Examining Negativity Biases in Facial Emotion Reactions in Young Persons First Presenting with Borderline Personality Disorder.

INTRODUCTION

Individuals with borderline personality disorder (BPD) are thought to experience specific biosocial vulnerabilities that give rise to a maladaptive negativity bias in the perception and expression of emotions. However, while this negative bias has been identified in adults with full threshold BPD or high BPD features, it is unclear whether it is evident earlier in the course of the disorder - that being, young persons with first-presentation BPD meeting three or more BPD features, as defined by early intervention models.

METHODS

The current study compared patterns of facial responding in individuals aged 15-25 years first presenting to a specialist outpatient service with three or more BPD features (n = 32) to age-matched healthy controls (n = 46).

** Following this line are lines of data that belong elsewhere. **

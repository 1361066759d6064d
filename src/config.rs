//! Configuration file support.
//!
//! Loads signal, policy, simulation and sweep settings from TOML files.
//! Every field has a default, so a file only needs the values it changes.

use crate::data::TableConfig;
use crate::error::{BubbleError, Result};
use crate::growth::GrowthConfig;
use crate::lppl::LpplConfig;
use crate::normalize::{NormalizerConfig, ZeroVariancePolicy};
use crate::policy::{HysteresisMode, PolicyConfig, ReEntryConfig, RegimeConfig, SignalWeights};
use crate::portfolio::{Allocation, FeeSchedule};
use crate::signals::EngineConfig;
use crate::simulator::SimulationConfig;
use crate::sweep::{partitions_by_sector, ParameterGrid, ParameterRange, Partition, SweepConfig};
use serde::{Deserialize, Serialize};
use std::collections::BTreeMap;
use std::fs;
use std::path::Path;
use tracing::info;

/// Complete configuration file structure.
#[derive(Debug, Clone, Default, PartialEq, Serialize, Deserialize)]
pub struct BubbleFileConfig {
    #[serde(default)]
    pub data: DataSettings,
    #[serde(default)]
    pub signal: SignalSettings,
    #[serde(default)]
    pub weights: SignalWeights,
    #[serde(default)]
    pub policy: PolicySettings,
    #[serde(default)]
    pub reentry: ReEntryConfig,
    #[serde(default)]
    pub regime: RegimeConfig,
    #[serde(default)]
    pub critical_time: LpplConfig,
    #[serde(default)]
    pub simulation: SimulationSettings,
    #[serde(default)]
    pub sweep: SweepSettings,
}

/// Input table locations.
#[derive(Debug, Clone, PartialEq, Serialize, Deserialize)]
pub struct DataSettings {
    /// Wide CSV of prices (date column, one column per instrument).
    pub prices: Option<String>,
    /// Optional wide CSV of volumes with the same layout.
    pub volume: Option<String>,
    #[serde(default = "default_date_format")]
    pub date_format: String,
    #[serde(default = "default_delimiter")]
    pub delimiter: char,
}

fn default_date_format() -> String {
    "%Y-%m-%d".to_string()
}
fn default_delimiter() -> char {
    ','
}

impl Default for DataSettings {
    fn default() -> Self {
        Self {
            prices: None,
            volume: None,
            date_format: default_date_format(),
            delimiter: default_delimiter(),
        }
    }
}

#[derive(Debug, Clone, PartialEq, Serialize, Deserialize)]
pub struct SignalSettings {
    #[serde(default = "default_model_window")]
    pub model_window: usize,
    #[serde(default = "default_stride")]
    pub stride: usize,
    #[serde(default = "default_smoothing_width")]
    pub smoothing_width: usize,
    #[serde(default)]
    pub zero_variance: ZeroVariancePolicy,
    #[serde(default = "default_true")]
    pub parallel: bool,
}

fn default_model_window() -> usize {
    120
}
fn default_stride() -> usize {
    30
}
fn default_smoothing_width() -> usize {
    GrowthConfig::default().smoothing_width
}
fn default_true() -> bool {
    true
}

impl Default for SignalSettings {
    fn default() -> Self {
        Self {
            model_window: default_model_window(),
            stride: default_stride(),
            smoothing_width: default_smoothing_width(),
            zero_variance: ZeroVariancePolicy::default(),
            parallel: true,
        }
    }
}

#[derive(Debug, Clone, PartialEq, Serialize, Deserialize)]
pub struct PolicySettings {
    #[serde(default = "default_threshold")]
    pub threshold: f64,
    #[serde(default = "default_hysteresis_depth")]
    pub hysteresis_depth: usize,
    #[serde(default)]
    pub hysteresis_mode: HysteresisMode,
    #[serde(default = "default_sell_trigger_days")]
    pub sell_trigger_days: f64,
    #[serde(default = "default_true")]
    pub enter_at_start: bool,
}

fn default_threshold() -> f64 {
    PolicyConfig::default().threshold
}
fn default_hysteresis_depth() -> usize {
    PolicyConfig::default().hysteresis_depth
}
fn default_sell_trigger_days() -> f64 {
    PolicyConfig::default().sell_trigger_days
}

impl Default for PolicySettings {
    fn default() -> Self {
        Self {
            threshold: default_threshold(),
            hysteresis_depth: default_hysteresis_depth(),
            hysteresis_mode: HysteresisMode::default(),
            sell_trigger_days: default_sell_trigger_days(),
            enter_at_start: true,
        }
    }
}

#[derive(Debug, Clone, PartialEq, Serialize, Deserialize)]
pub struct SimulationSettings {
    #[serde(default = "default_capital")]
    pub initial_capital: f64,
    /// Proportional fee per trade (0.001 = 0.1%).
    #[serde(default = "default_fee_rate")]
    pub fee_rate: f64,
    #[serde(default)]
    pub fee_schedule: FeeSchedule,
    #[serde(default)]
    pub allocation: Allocation,
    #[serde(default = "default_trading_days")]
    pub trading_days: f64,
    #[serde(default)]
    pub risk_free_rate: f64,
}

fn default_capital() -> f64 {
    SimulationConfig::default().initial_capital
}
fn default_fee_rate() -> f64 {
    SimulationConfig::default().fee_rate
}
fn default_trading_days() -> f64 {
    SimulationConfig::default().trading_days
}

impl Default for SimulationSettings {
    fn default() -> Self {
        Self {
            initial_capital: default_capital(),
            fee_rate: default_fee_rate(),
            fee_schedule: FeeSchedule::default(),
            allocation: Allocation::default(),
            trading_days: default_trading_days(),
            risk_free_rate: 0.0,
        }
    }
}

#[derive(Debug, Clone, PartialEq, Serialize, Deserialize)]
pub struct SweepSettings {
    #[serde(default = "default_true")]
    pub show_progress: bool,
    #[serde(default = "default_top_k")]
    pub top_k: usize,
    /// Values to try per parameter name.
    #[serde(default)]
    pub parameters: BTreeMap<String, Vec<f64>>,
    /// Instrument to sector label; one partition per sector.
    #[serde(default)]
    pub sectors: BTreeMap<String, String>,
}

fn default_top_k() -> usize {
    10
}

impl Default for SweepSettings {
    fn default() -> Self {
        Self {
            show_progress: true,
            top_k: default_top_k(),
            parameters: BTreeMap::new(),
            sectors: BTreeMap::new(),
        }
    }
}

impl BubbleFileConfig {
    /// Load configuration from a TOML file.
    pub fn load(path: impl AsRef<Path>) -> Result<Self> {
        let path = path.as_ref();
        info!("Loading configuration from: {}", path.display());

        let content = fs::read_to_string(path)?;
        Self::parse(&content)
    }

    pub fn parse(content: &str) -> Result<Self> {
        Ok(toml::from_str(content)?)
    }

    /// Save configuration to a TOML file.
    pub fn save(&self, path: impl AsRef<Path>) -> Result<()> {
        let content =
            toml::to_string_pretty(self).map_err(|e| BubbleError::ConfigError(e.to_string()))?;
        fs::write(path, content)?;
        Ok(())
    }

    /// Signal pipeline configuration, validated.
    pub fn to_engine_config(&self) -> Result<EngineConfig> {
        let growth = GrowthConfig {
            smoothing_width: self.signal.smoothing_width,
            ..GrowthConfig::default()
        };
        let policy = PolicyConfig {
            threshold: self.policy.threshold,
            hysteresis_depth: self.policy.hysteresis_depth,
            hysteresis_mode: self.policy.hysteresis_mode,
            sell_trigger_days: self.policy.sell_trigger_days,
            enter_at_start: self.policy.enter_at_start,
            weights: self.weights,
            reentry: self.reentry.clone(),
            regime: self.regime.clone(),
        };
        let config = EngineConfig {
            model_window: self.signal.model_window,
            stride: self.signal.stride,
            growth,
            normalizer: NormalizerConfig {
                zero_variance: self.signal.zero_variance,
            },
            critical_time: self.critical_time.clone(),
            policy,
            parallel: self.signal.parallel,
        };
        config.validate()?;
        Ok(config)
    }

    /// Simulator configuration, validated.
    pub fn to_simulation_config(&self) -> Result<SimulationConfig> {
        let settings = &self.simulation;
        let config = SimulationConfig {
            initial_capital: settings.initial_capital,
            fee_rate: settings.fee_rate,
            fee_schedule: settings.fee_schedule,
            allocation: settings.allocation,
            trading_days: settings.trading_days,
            risk_free_rate: settings.risk_free_rate,
        };
        config.validate()?;
        Ok(config)
    }

    pub fn to_sweep_config(&self) -> Result<SweepConfig> {
        Ok(SweepConfig {
            engine: self.to_engine_config()?,
            simulation: self.to_simulation_config()?,
            show_progress: self.sweep.show_progress,
            top_k: self.sweep.top_k,
        })
    }

    /// Swept parameters; an empty table sweeps only the base configuration.
    pub fn parameter_grid(&self) -> ParameterGrid {
        self.sweep
            .parameters
            .iter()
            .fold(ParameterGrid::new(), |grid, (name, values)| {
                grid.add_parameter(name.clone(), ParameterRange::discrete(values.clone()))
            })
    }

    pub fn partitions(&self) -> Vec<Partition> {
        partitions_by_sector(&self.sweep.sectors)
    }

    pub fn table_config(&self) -> Result<TableConfig> {
        if !self.data.delimiter.is_ascii() {
            return Err(BubbleError::ConfigError(format!(
                "data.delimiter must be an ASCII character, got {:?}",
                self.data.delimiter
            )));
        }
        Ok(TableConfig {
            date_format: self.data.date_format.clone(),
            delimiter: self.data.delimiter as u8,
            ..TableConfig::default()
        })
    }

    /// A commented example configuration file.
    pub fn example() -> String {
        r#"# Bubble signal configuration

[data]
prices = "data/prices.csv"
# volume = "data/volume.csv"
date_format = "%Y-%m-%d"
delimiter = ","

[signal]
model_window = 120     # observations per analysis window
stride = 30            # observations between analysis dates
smoothing_width = 5
zero_variance = "zero" # or "skip"

[weights]
growth = 0.5
quality = 0.5
auxiliary = 0.0        # volume divergence; needs a volume table

[policy]
threshold = 60.0
hysteresis_depth = 1
hysteresis_mode = "reset" # or "slide"
sell_trigger_days = 30.0
enter_at_start = true

[reentry]
mode = "first_of"      # "timer", "recovery" or "first_of"
days_after_exit = 60
drawdown_fraction = 0.10
recovery_days = 3

[regime]
valuation_lookback = 252
valuation_step = 5.0
macro_high = 30.0
macro_low = 15.0
macro_step = 5.0

[critical_time]
attempts = 7
max_searches = 25
seed = 42
tc_horizon = 1.0       # tc range past the window, as a fraction of its span

[simulation]
initial_capital = 100000.0
fee_rate = 0.001
fee_schedule = "entry_and_exit" # or "entry_only"
allocation = "equal_weight"     # or "all_cash"
trading_days = 252.0
risk_free_rate = 0.0

[sweep]
show_progress = true
top_k = 10

[sweep.parameters]
threshold = [55.0, 60.0, 65.0]
hysteresis_depth = [1.0, 3.0]

# [sweep.sectors]
# AAA = "tech"
# BBB = "energy"
"#
        .to_string()
    }
}

#[cfg(test)]
mod tests {
    use super::*;
    use crate::policy::ReEntryMode;
    use tempfile::NamedTempFile;

    #[test]
    fn test_parse_example() {
        let config = BubbleFileConfig::parse(&BubbleFileConfig::example()).unwrap();
        assert_eq!(config.data.prices.as_deref(), Some("data/prices.csv"));
        assert_eq!(config.signal.model_window, 120);
        assert_eq!(config.reentry.mode, ReEntryMode::FirstOf);
        assert_eq!(config.simulation.allocation, Allocation::EqualWeight);
        assert_eq!(config.parameter_grid().num_combinations(), 6);

        let engine = config.to_engine_config().unwrap();
        assert_eq!(engine, EngineConfig::default());
        assert_eq!(config.to_simulation_config().unwrap(), SimulationConfig::default());
    }

    #[test]
    fn test_missing_sections_use_defaults() {
        let config = BubbleFileConfig::parse("[policy]\nthreshold = 70.0\n").unwrap();
        let engine = config.to_engine_config().unwrap();
        assert_eq!(engine.policy.threshold, 70.0);
        assert_eq!(engine.policy.hysteresis_depth, 1);
        assert_eq!(engine.model_window, 120);
        assert!(config.partitions().is_empty());
    }

    #[test]
    fn test_invalid_values_are_rejected() {
        let config = BubbleFileConfig::parse("[signal]\nstride = 0\n").unwrap();
        assert!(matches!(
            config.to_engine_config(),
            Err(BubbleError::ConfigError(_))
        ));

        let config = BubbleFileConfig::parse("[simulation]\nfee_rate = 1.5\n").unwrap();
        assert!(config.to_simulation_config().is_err());

        assert!(BubbleFileConfig::parse("[policy]\nhysteresis_mode = \"sometimes\"\n").is_err());
    }

    #[test]
    fn test_save_and_load() {
        let mut config = BubbleFileConfig::default();
        config.policy.threshold = 65.0;
        config.sweep.sectors.insert("AAA".to_string(), "tech".to_string());
        config
            .sweep
            .parameters
            .insert("fee_rate".to_string(), vec![0.0, 0.001]);

        let file = NamedTempFile::new().unwrap();
        config.save(file.path()).unwrap();
        let loaded = BubbleFileConfig::load(file.path()).unwrap();

        assert_eq!(loaded, config);
        assert_eq!(loaded.partitions().len(), 1);
    }

    #[test]
    fn test_table_config() {
        let config = BubbleFileConfig::parse("[data]\ndelimiter = \";\"\n").unwrap();
        assert_eq!(config.table_config().unwrap().delimiter, b';');
    }
}
//! Error types for the signal engine and simulator.

use thiserror::Error;

/// Main error type for caller-facing failures.
///
/// Numerical non-convergence, missing auxiliary data and degenerate
/// cross-sections are not errors; they surface as [`crate::types::Skip`].
#[derive(Error, Debug)]
pub enum BubbleError {
    #[error("Data error: {0}")]
    DataError(String),

    #[error("CSV parsing error: {0}")]
    CsvError(#[from] csv::Error),

    #[error("IO error: {0}")]
    IoError(#[from] std::io::Error),

    #[error("Date parsing error: {0}")]
    DateParseError(#[from] chrono::ParseError),

    #[error("Invalid configuration: {0}")]
    ConfigError(String),

    #[error("No data loaded")]
    NoData,

    #[error("JSON serialization error: {0}")]
    JsonError(#[from] serde_json::Error),

    #[error("TOML parsing error: {0}")]
    TomlError(#[from] toml::de::Error),

    #[error("Invalid input: {0}")]
    InvalidInput(String),

    #[error("Logging setup failed: {0}")]
    LoggingError(String),
}

/// Result type alias for fallible operations.
pub type Result<T> = std::result::Result<T, BubbleError>;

Facial electromyography was used to assess muscle activity associated with positive (zygomaticus major) and negative (corrugator supercilii) expression while participants viewed happy, angry, and neutral facial expressions.

RESULTS

The data revealed that negative facial emotional reactivity for the BPD group did not significantly differ from the control group. However, the results for positive emotional reactivity were more nuanced, indicating that while there was not an overall between-group difference, there might be an effect of time suggestive of a slower positive emotional reaction to happy faces by the BPD group.

CONCLUSIONS

These data provide initial evidence that negatively biased emotional expression, when responding with negative facial expressions to neutral, happy, or angry faces, is not evident in young persons first presenting to a specialist outpatient service for treatment of BPD. However, a bias may be demonstrated by what appears to be a slower positive affective response to happy faces. The implications of these findings are discussed, particularly in relation to factors associated with chronicity of illness that might potentially contribute to the development of a more pronounced negativity bias later in the course of the illness. We encourage further examination of negativity biases in the developmental sequelae of BPD via longitudinal design or cross-sectional designs that include BPD participants across the course of illness, as well as further research to explore the possibility that positive affective reactions in this group might not be grossly blunted but rather delayed.